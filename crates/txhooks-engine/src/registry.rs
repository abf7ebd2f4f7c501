//! Subscriber registry, ordered by priority with ties broken by registration order.

use std::sync::{Arc, LazyLock};

use serde::Serialize;
use tokio::sync::RwLock;
use tracing::{debug, info};

use txhooks_core::error::AppError;
use txhooks_core::result::AppResult;

use crate::subscriber::{Subscriber, identity};

/// Entry in the subscriber registry.
#[derive(Debug, Clone)]
struct RegistryEntry {
    /// The subscriber.
    subscriber: Arc<dyn Subscriber>,
    /// Priority (lower = earlier dispatch).
    priority: i32,
    /// Registration sequence number, breaks priority ties.
    sequence: u64,
}

impl RegistryEntry {
    fn is(&self, subscriber: &dyn Subscriber) -> bool {
        identity(self.subscriber.as_ref()) == identity(subscriber)
    }
}

/// Read-only view of a registry entry.
#[derive(Debug, Clone, PartialEq, Eq, Serialize)]
pub struct EntryInfo {
    /// Subscriber name.
    pub name: String,
    /// Dispatch priority.
    pub priority: i32,
    /// Registration sequence number.
    pub sequence: u64,
    /// Whether the subscriber currently takes part in dispatch.
    pub enabled: bool,
}

#[derive(Debug, Default)]
struct RegistryInner {
    entries: Vec<RegistryEntry>,
    next_sequence: u64,
}

impl RegistryInner {
    fn position(&self, subscriber: &dyn Subscriber) -> Option<usize> {
        self.entries.iter().position(|e| e.is(subscriber))
    }

    /// Entries in dispatch order: priority ascending, then sequence ascending.
    fn sorted(&self) -> Vec<RegistryEntry> {
        let mut entries = self.entries.clone();
        entries.sort_by_key(|e| (e.priority, e.sequence));
        entries
    }
}

static GLOBAL: LazyLock<Arc<SubscriberRegistry>> =
    LazyLock::new(|| Arc::new(SubscriberRegistry::new()));

/// Ordered, mutable collection of subscribers.
///
/// Every read returns a fresh snapshot, so a subscriber may register or
/// unregister others while a dispatch is iterating; the change applies to
/// the next dispatch only.
#[derive(Debug, Default)]
pub struct SubscriberRegistry {
    inner: RwLock<RegistryInner>,
}

impl SubscriberRegistry {
    /// Creates a new empty registry.
    pub fn new() -> Self {
        Self::default()
    }

    /// Process-wide shared registry.
    ///
    /// Engine code never reaches for this implicitly; it only exists for
    /// hosts that want one registry without threading it through.
    pub fn global() -> Arc<SubscriberRegistry> {
        GLOBAL.clone()
    }

    /// Registers a subscriber at `priority`.
    ///
    /// Fails with `DuplicateSubscriber` if the same object is already
    /// registered.
    pub async fn add(&self, subscriber: Arc<dyn Subscriber>, priority: i32) -> AppResult<()> {
        let mut inner = self.inner.write().await;

        if inner.position(subscriber.as_ref()).is_some() {
            return Err(AppError::duplicate_subscriber(format!(
                "Subscriber '{}' is already registered",
                subscriber.name()
            )));
        }

        let sequence = inner.next_sequence;
        inner.next_sequence += 1;

        info!(
            subscriber = %subscriber.name(),
            priority,
            sequence,
            "Subscriber registered"
        );

        inner.entries.push(RegistryEntry {
            subscriber,
            priority,
            sequence,
        });

        Ok(())
    }

    /// Unregisters a subscriber.
    ///
    /// Fails with `NotFound` if it is not registered.
    pub async fn remove(&self, subscriber: &dyn Subscriber) -> AppResult<()> {
        let mut inner = self.inner.write().await;

        let index = inner
            .position(subscriber)
            .ok_or_else(|| not_registered(subscriber))?;
        let entry = inner.entries.remove(index);

        info!(
            subscriber = %entry.subscriber.name(),
            priority = entry.priority,
            "Subscriber unregistered"
        );

        Ok(())
    }

    /// Enables a registered subscriber.
    pub async fn enable(&self, subscriber: &dyn Subscriber) -> AppResult<()> {
        self.set_enabled(subscriber, true).await
    }

    /// Disables a registered subscriber without unregistering it.
    pub async fn disable(&self, subscriber: &dyn Subscriber) -> AppResult<()> {
        self.set_enabled(subscriber, false).await
    }

    async fn set_enabled(&self, subscriber: &dyn Subscriber, enabled: bool) -> AppResult<()> {
        let inner = self.inner.read().await;
        let index = inner
            .position(subscriber)
            .ok_or_else(|| not_registered(subscriber))?;

        inner.entries[index].subscriber.set_enabled(enabled);
        debug!(subscriber = %subscriber.name(), enabled, "Subscriber participation changed");
        Ok(())
    }

    /// Returns enabled subscribers in dispatch order.
    ///
    /// The result is a snapshot computed at call time.
    pub async fn list_enabled(&self) -> Vec<Arc<dyn Subscriber>> {
        let inner = self.inner.read().await;
        inner
            .sorted()
            .into_iter()
            .filter(|e| e.subscriber.is_enabled())
            .map(|e| e.subscriber)
            .collect()
    }

    /// Returns every entry, enabled or not, in dispatch order.
    pub async fn entries(&self) -> Vec<EntryInfo> {
        let inner = self.inner.read().await;
        inner
            .sorted()
            .into_iter()
            .map(|e| EntryInfo {
                name: e.subscriber.name().to_string(),
                priority: e.priority,
                sequence: e.sequence,
                enabled: e.subscriber.is_enabled(),
            })
            .collect()
    }

    /// Returns whether at least one registered subscriber is enabled.
    pub async fn has_enabled(&self) -> bool {
        let inner = self.inner.read().await;
        inner.entries.iter().any(|e| e.subscriber.is_enabled())
    }

    /// Checks whether a subscriber is registered.
    pub async fn contains(&self, subscriber: &dyn Subscriber) -> bool {
        let inner = self.inner.read().await;
        inner.position(subscriber).is_some()
    }

    /// Returns the priority a subscriber was registered with.
    pub async fn priority_of(&self, subscriber: &dyn Subscriber) -> Option<i32> {
        let inner = self.inner.read().await;
        inner
            .position(subscriber)
            .map(|index| inner.entries[index].priority)
    }

    /// Returns the number of registered subscribers.
    pub async fn len(&self) -> usize {
        self.inner.read().await.entries.len()
    }

    /// Returns whether no subscribers are registered.
    pub async fn is_empty(&self) -> bool {
        self.inner.read().await.entries.is_empty()
    }

    /// Drops every registration and restarts sequence numbering.
    pub async fn reset(&self) {
        let mut inner = self.inner.write().await;
        let dropped = inner.entries.len();
        *inner = RegistryInner::default();

        info!(dropped, "Subscriber registry reset");
    }
}

fn not_registered(subscriber: &dyn Subscriber) -> AppError {
    AppError::not_found(format!(
        "Subscriber '{}' is not registered",
        subscriber.name()
    ))
}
•••
Within the entries, find all lines that contain "LazyLock" and copy each one.

EXERCISE SOLUTION.
use std::sync::{Arc, LazyLock};
static GLOBAL: LazyLock<Arc<SubscriberRegistry>> =
    LazyLock::new(|| Arc::new(SubscriberRegistry::new()));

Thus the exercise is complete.